Being able to eliminate on a leash, and when asked, is crucial for maintaining the health of pets. It allows dog owners to monitor the frequency of urination and defecation, watch for changes in urine such as a strong odor or blood, know immediately if a dog is suffering from diarrhea, etc. Dogs who are punished during elimination may be taught to eliminate only far from humans or in secret. These dogs may even choose to toilet indoors but away from people in a hidden spot (e.g., behind the couch, under the bed, or in a closet in a spare room).

What about marking?

Dogs normally use urine to mark their territory and send social signals. Preventing marking is done using the same techniques as general housetraining. Reversing marking requires plenty of direct supervision to prevent mistakes and lots of praise when the dog toilets outdoors. During housetraining, avoid allowing your dog to rehearse urinating on exterior walls, fences, fence posts, or other man-made objects as this will also discourage unwanted marking. Dogs should be given the opportunity to mark outside on allowed items (bushes, trees, grasses, etc.) as this is a normal dog behavior.

When can I start giving my puppy more freedom?

Once your puppy has gone 8-12 weeks without mistakes, they are probably ready for more freedom. This sounds like a long time! But puppies are babies, and they really do need constant supervision for success in house training, manners, safety from chewing or ingesting dangerous items, and so much more.
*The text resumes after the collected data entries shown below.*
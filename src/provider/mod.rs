//! Text generation backend for browser-agent.
//!
//! [`TextGenerator`] is the narrow seam the chat loop talks to. [`Provider`]
//! implements it on top of rig-core's DeepSeek client; tests substitute a
//! scripted generator.

mod client;
mod resolve;

pub use client::Provider;
pub use resolve::resolve_model;
#[allow(unused_imports)]
pub use resolve::GenerationSettings;

use futures::stream::BoxStream;

use crate::error::GenerationError;
use crate::message::Message;

/// Lazy, single-pass sequence of response fragments in arrival order.
///
/// Ends when the provider signals completion. An `Err` item means the request
/// could not be established or the stream broke; nothing follows it.
pub type FragmentStream = BoxStream<'static, Result<String, GenerationError>>;

/// Anything that can answer a conversation with text.
#[async_trait::async_trait]
pub trait TextGenerator: Send + Sync {
    /// Sends `messages` and waits for the complete response.
    async fn ask(&self, messages: &[Message]) -> Result<String, GenerationError>;

    /// Sends `messages` and streams the response.
    ///
    /// No network activity happens until the returned stream is first polled.
    fn stream_ask(&self, messages: &[Message]) -> FragmentStream;

    /// Model identifier requests are sent to.
    fn model(&self) -> &str;
}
As you gradually allow your newly housetrained puppy or dog more freedom, consider allowing them to leave the room briefly without you. At first, watch from afar for any signals they might need to toilet. If you see a pause, sniff, circle, or other behavior that you have associated with the need to eliminate, cheerfully call your puppy to the toileting routine and praise them once they go in the right spot. Over time, you will be able to trust your puppy with more and more freedom once they have learned where to toilet even when you are not watching. Investing lots of time when you first bring home your new puppy or dog will help assure you share a long relationship of not worrying about housetraining mistakes in the future.

If your previously well-housetrained dog begins making mistakes, always consult your veterinarian for guidance. It may be some types of infections that are preventing him from holding the desire to urine.